/---

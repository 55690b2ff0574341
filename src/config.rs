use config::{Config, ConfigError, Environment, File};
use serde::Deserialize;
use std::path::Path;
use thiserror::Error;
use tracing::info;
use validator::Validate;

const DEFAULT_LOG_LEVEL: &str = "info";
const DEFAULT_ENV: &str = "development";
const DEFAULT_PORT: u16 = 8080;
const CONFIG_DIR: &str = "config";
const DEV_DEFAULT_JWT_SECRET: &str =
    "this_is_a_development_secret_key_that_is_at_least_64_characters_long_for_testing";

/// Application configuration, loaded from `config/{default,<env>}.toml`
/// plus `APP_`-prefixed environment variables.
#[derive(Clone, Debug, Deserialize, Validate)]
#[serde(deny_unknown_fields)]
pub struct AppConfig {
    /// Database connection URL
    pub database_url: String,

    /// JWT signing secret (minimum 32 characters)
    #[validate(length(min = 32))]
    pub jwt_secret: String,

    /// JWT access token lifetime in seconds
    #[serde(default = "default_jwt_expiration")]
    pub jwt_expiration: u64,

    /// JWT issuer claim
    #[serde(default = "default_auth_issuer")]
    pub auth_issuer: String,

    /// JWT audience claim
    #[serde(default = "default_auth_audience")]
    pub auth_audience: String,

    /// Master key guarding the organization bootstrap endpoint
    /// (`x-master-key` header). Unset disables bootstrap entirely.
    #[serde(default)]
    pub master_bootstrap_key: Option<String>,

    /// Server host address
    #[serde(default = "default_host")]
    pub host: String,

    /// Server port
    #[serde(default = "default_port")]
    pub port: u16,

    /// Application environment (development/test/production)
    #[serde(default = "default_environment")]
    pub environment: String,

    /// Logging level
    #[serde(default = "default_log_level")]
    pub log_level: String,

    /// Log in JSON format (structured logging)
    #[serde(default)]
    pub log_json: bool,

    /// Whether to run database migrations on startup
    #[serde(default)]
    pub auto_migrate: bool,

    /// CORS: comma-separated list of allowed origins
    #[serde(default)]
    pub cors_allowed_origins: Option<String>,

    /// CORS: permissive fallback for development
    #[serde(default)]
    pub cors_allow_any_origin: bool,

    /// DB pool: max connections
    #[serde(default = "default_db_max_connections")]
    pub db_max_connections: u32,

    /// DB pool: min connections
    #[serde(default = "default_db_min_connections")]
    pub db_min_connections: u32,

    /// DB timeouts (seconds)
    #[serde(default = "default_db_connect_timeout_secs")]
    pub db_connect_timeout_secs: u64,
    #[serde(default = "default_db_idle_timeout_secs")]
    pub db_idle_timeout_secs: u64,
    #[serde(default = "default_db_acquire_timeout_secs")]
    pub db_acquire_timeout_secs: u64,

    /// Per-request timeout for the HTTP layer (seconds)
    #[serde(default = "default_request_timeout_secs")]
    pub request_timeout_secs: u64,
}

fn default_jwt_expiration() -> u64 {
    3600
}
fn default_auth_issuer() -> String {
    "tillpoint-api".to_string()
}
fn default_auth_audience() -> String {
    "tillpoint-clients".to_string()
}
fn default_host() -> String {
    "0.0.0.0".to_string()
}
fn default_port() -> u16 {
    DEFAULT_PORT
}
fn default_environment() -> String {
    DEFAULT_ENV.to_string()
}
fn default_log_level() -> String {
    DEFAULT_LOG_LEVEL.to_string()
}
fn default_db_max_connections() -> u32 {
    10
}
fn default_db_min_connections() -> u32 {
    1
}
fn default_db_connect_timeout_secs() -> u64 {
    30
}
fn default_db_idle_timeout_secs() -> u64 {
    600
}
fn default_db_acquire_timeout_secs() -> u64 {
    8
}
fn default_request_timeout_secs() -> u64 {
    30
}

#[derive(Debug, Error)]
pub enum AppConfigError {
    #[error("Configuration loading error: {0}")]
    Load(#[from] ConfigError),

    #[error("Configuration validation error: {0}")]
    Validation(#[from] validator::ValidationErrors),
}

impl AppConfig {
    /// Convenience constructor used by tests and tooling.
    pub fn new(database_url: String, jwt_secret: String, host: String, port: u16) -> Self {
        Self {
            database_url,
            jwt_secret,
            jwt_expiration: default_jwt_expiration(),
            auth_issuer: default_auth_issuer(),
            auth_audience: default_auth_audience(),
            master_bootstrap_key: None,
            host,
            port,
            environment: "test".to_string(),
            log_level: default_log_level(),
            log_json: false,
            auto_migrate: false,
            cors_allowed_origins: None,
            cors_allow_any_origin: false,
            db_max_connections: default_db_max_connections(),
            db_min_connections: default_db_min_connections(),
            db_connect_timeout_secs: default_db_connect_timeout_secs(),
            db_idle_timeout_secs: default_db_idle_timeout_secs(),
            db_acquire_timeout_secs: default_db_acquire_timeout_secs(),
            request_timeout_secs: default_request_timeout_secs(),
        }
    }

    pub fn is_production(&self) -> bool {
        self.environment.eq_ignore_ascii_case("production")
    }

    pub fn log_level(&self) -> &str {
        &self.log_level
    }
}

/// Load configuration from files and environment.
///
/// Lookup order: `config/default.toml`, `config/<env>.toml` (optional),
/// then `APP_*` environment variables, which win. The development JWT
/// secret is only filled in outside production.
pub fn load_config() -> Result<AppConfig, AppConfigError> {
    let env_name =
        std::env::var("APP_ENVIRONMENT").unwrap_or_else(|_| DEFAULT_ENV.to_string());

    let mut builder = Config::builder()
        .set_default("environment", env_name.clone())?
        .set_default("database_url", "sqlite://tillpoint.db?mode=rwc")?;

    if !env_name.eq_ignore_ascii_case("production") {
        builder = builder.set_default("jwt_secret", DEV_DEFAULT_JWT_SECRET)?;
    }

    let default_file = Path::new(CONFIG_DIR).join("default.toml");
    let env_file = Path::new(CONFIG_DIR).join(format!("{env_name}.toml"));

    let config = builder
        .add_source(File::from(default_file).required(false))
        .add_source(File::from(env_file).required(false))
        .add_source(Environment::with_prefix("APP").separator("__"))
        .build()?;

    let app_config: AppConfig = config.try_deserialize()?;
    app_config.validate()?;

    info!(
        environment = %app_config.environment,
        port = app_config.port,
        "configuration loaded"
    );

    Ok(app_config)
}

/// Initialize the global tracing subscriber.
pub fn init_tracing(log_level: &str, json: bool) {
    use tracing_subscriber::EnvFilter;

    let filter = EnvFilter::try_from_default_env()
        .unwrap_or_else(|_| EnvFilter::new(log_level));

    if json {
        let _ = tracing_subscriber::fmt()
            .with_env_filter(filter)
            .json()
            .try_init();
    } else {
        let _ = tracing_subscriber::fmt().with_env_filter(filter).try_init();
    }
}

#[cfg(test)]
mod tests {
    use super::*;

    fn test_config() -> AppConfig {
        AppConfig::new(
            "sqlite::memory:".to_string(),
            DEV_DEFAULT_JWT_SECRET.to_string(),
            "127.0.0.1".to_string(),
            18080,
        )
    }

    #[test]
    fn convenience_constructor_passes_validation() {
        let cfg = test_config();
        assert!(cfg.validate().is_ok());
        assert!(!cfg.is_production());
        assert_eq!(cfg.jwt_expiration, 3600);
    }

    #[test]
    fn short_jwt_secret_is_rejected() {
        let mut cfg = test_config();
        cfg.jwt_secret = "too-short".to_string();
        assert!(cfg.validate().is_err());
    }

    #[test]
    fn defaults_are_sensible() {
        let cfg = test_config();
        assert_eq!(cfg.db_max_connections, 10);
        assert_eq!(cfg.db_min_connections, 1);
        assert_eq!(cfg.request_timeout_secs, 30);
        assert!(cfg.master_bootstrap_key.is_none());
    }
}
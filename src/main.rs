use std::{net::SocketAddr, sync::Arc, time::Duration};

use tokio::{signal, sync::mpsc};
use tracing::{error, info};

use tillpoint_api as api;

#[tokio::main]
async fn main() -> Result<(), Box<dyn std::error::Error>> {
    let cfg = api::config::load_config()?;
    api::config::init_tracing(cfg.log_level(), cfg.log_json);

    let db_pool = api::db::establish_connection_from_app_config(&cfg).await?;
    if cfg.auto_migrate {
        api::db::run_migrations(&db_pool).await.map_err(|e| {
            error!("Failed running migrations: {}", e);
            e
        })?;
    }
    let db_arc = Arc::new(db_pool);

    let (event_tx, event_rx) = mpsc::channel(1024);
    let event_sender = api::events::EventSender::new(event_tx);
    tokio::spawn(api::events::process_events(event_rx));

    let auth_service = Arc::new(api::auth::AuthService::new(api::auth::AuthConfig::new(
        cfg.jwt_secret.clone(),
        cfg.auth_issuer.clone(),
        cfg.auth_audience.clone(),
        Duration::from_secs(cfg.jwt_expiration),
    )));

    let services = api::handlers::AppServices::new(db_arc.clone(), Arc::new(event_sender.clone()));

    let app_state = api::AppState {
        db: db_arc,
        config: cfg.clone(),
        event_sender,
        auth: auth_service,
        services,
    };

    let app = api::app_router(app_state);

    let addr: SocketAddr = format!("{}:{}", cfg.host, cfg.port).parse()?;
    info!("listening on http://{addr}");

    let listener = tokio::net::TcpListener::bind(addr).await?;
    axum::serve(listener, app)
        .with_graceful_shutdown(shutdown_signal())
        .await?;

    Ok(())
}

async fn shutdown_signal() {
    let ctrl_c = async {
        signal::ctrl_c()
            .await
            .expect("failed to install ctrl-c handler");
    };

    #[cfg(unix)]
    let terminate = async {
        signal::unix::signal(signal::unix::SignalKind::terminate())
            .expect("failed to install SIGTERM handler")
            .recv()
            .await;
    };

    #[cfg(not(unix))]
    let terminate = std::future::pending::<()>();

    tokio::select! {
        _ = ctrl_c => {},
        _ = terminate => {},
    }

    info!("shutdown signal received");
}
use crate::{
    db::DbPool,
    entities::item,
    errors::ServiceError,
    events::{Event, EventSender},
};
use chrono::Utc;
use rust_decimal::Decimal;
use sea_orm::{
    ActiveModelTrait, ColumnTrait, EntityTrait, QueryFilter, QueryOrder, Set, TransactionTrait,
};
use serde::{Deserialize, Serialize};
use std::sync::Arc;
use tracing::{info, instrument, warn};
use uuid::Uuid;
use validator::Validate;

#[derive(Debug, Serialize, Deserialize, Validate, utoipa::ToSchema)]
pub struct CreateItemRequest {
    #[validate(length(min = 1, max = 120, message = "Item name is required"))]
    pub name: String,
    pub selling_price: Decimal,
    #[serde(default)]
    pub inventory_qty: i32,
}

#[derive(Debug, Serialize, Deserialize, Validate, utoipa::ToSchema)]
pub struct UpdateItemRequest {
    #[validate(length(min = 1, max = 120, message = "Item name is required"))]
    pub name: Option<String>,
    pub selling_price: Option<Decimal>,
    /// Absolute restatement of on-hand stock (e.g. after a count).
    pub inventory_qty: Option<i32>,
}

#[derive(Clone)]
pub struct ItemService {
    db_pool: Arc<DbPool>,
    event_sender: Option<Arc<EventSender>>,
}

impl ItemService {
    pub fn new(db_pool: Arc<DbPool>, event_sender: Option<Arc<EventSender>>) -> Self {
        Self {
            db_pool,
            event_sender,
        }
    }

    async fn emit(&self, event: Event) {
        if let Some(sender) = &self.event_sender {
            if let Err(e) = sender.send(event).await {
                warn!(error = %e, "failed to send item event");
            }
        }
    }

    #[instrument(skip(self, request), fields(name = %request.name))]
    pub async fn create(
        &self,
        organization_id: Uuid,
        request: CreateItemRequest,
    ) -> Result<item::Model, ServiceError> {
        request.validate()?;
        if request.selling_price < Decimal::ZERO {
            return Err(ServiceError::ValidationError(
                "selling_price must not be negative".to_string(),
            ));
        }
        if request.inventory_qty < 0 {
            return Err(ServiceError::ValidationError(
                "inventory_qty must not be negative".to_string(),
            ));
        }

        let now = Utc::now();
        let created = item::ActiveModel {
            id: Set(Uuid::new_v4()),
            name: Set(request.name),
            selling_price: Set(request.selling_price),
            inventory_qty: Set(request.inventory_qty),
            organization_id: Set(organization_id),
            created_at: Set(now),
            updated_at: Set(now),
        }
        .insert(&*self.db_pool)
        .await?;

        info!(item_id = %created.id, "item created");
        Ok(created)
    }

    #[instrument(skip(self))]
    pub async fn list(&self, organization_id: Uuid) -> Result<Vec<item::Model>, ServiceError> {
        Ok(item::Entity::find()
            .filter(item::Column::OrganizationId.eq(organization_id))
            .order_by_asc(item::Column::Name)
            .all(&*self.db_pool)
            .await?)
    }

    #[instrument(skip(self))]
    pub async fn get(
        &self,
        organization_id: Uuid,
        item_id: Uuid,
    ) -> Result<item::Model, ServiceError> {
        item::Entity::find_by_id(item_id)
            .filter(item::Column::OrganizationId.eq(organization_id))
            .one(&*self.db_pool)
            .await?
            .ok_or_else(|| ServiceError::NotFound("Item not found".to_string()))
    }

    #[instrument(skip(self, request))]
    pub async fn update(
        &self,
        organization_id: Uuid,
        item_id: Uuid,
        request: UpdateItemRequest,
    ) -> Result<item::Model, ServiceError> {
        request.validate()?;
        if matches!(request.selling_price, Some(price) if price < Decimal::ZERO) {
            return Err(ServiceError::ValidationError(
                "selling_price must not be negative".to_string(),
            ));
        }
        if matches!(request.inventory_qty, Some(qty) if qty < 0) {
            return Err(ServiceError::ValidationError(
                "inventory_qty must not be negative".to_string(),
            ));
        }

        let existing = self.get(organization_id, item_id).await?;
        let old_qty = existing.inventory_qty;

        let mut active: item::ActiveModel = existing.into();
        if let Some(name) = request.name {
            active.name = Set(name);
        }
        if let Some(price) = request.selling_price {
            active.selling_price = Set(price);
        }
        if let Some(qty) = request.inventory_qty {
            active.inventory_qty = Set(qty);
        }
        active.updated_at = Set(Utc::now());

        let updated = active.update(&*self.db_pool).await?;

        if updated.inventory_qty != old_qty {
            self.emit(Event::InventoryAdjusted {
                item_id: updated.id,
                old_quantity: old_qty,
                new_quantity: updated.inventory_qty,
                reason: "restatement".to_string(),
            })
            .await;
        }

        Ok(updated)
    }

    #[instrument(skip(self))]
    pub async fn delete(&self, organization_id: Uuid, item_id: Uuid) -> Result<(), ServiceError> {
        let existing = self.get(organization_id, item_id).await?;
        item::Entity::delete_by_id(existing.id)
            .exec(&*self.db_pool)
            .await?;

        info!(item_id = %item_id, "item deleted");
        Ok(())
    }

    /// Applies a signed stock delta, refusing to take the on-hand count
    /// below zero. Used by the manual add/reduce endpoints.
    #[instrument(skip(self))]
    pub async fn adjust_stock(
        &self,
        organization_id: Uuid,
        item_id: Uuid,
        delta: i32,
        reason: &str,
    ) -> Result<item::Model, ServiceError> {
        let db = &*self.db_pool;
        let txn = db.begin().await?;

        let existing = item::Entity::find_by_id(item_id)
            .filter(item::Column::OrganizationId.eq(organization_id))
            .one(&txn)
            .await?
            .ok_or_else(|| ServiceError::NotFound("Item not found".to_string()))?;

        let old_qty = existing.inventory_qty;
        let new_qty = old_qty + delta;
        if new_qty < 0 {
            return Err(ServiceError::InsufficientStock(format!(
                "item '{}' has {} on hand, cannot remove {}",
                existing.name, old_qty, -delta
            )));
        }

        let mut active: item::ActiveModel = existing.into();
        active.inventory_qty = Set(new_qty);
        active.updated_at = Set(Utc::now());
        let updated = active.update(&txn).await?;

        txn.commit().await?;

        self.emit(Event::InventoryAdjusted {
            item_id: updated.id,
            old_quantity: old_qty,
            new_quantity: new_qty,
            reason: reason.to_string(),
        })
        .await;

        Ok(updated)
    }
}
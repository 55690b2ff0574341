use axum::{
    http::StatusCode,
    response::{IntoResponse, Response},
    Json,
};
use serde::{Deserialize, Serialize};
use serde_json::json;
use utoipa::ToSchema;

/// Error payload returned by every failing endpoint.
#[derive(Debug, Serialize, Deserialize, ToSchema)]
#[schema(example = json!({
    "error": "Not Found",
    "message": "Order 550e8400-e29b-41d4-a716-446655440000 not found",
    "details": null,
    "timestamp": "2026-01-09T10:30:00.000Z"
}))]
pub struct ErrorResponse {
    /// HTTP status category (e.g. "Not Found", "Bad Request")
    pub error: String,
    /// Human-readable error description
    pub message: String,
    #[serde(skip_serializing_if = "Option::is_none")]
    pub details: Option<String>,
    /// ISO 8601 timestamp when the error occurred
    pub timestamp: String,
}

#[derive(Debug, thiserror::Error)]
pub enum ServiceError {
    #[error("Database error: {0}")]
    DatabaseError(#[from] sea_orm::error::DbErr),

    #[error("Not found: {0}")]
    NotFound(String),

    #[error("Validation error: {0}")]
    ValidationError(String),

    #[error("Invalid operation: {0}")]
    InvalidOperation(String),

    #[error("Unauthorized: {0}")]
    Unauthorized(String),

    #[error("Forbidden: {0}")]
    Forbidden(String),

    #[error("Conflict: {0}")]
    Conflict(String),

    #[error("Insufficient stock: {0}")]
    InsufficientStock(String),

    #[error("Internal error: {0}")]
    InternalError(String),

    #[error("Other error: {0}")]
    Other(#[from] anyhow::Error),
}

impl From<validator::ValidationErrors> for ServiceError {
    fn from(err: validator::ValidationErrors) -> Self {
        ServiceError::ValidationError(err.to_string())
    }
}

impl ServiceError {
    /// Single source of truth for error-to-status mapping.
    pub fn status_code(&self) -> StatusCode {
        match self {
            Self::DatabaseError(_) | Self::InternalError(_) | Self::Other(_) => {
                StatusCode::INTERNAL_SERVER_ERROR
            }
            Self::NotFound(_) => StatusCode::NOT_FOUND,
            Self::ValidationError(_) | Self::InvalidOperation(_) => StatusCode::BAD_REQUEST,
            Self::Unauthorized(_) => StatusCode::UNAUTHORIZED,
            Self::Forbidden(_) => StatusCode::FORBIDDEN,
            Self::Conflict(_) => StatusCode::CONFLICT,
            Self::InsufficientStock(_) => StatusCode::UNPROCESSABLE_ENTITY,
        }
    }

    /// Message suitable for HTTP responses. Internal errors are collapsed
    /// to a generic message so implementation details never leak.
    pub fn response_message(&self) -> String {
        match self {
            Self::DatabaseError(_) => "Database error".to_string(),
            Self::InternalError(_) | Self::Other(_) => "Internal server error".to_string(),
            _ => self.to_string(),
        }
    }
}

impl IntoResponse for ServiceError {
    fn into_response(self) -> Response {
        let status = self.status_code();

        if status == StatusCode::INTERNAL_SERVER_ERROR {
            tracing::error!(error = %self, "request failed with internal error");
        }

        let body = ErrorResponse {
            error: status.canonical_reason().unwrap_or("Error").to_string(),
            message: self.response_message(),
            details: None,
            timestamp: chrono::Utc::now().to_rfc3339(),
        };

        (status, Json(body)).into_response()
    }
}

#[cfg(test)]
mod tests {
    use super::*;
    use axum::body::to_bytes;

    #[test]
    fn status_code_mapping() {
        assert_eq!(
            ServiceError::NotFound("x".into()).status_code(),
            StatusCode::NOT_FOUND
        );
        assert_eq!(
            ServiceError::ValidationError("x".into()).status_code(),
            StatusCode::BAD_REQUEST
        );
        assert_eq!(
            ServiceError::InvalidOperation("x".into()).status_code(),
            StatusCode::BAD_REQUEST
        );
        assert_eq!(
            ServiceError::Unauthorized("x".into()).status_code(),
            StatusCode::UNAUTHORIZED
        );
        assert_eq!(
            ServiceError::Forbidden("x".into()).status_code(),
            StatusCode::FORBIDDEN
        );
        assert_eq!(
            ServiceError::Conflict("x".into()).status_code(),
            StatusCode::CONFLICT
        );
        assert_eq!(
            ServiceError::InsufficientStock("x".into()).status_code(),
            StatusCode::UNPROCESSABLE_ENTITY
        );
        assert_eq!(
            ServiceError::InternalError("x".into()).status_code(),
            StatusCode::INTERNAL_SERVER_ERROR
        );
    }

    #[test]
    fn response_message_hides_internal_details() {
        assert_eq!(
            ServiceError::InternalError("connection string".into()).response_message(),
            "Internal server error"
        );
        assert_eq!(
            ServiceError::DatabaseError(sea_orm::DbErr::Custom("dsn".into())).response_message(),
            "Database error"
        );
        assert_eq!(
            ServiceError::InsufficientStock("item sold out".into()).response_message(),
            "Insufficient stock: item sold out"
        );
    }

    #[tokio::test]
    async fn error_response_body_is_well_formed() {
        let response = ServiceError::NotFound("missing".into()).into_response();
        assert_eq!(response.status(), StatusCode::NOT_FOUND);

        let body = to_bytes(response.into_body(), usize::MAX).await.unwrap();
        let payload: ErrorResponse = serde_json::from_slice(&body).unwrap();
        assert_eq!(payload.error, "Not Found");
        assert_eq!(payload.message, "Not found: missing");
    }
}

\---

WHAT IS REQUIRED —
Reproduce the listing above exactly as far as the line with "Database connection URL", that line included.

SOLUTION FOR THIS TASK —
repository 55690b2ff0574341
filename src/config.rs
use config::{Config, ConfigError, Environment, File};
use serde::Deserialize;
use std::path::Path;
use thiserror::Error;
use tracing::info;
use validator::Validate;

const DEFAULT_LOG_LEVEL: &str = "info";
const DEFAULT_ENV: &str = "development";
const DEFAULT_PORT: u16 = 8080;
const CONFIG_DIR: &str = "config";
const DEV_DEFAULT_JWT_SECRET: &str =
    "this_is_a_development_secret_key_that_is_at_least_64_characters_long_for_testing";

/// Application configuration, loaded from `config/{default,<env>}.toml`
/// plus `APP_`-prefixed environment variables.
#[derive(Clone, Debug, Deserialize, Validate)]
#[serde(deny_unknown_fields)]
pub struct AppConfig {
    /// Database connection URL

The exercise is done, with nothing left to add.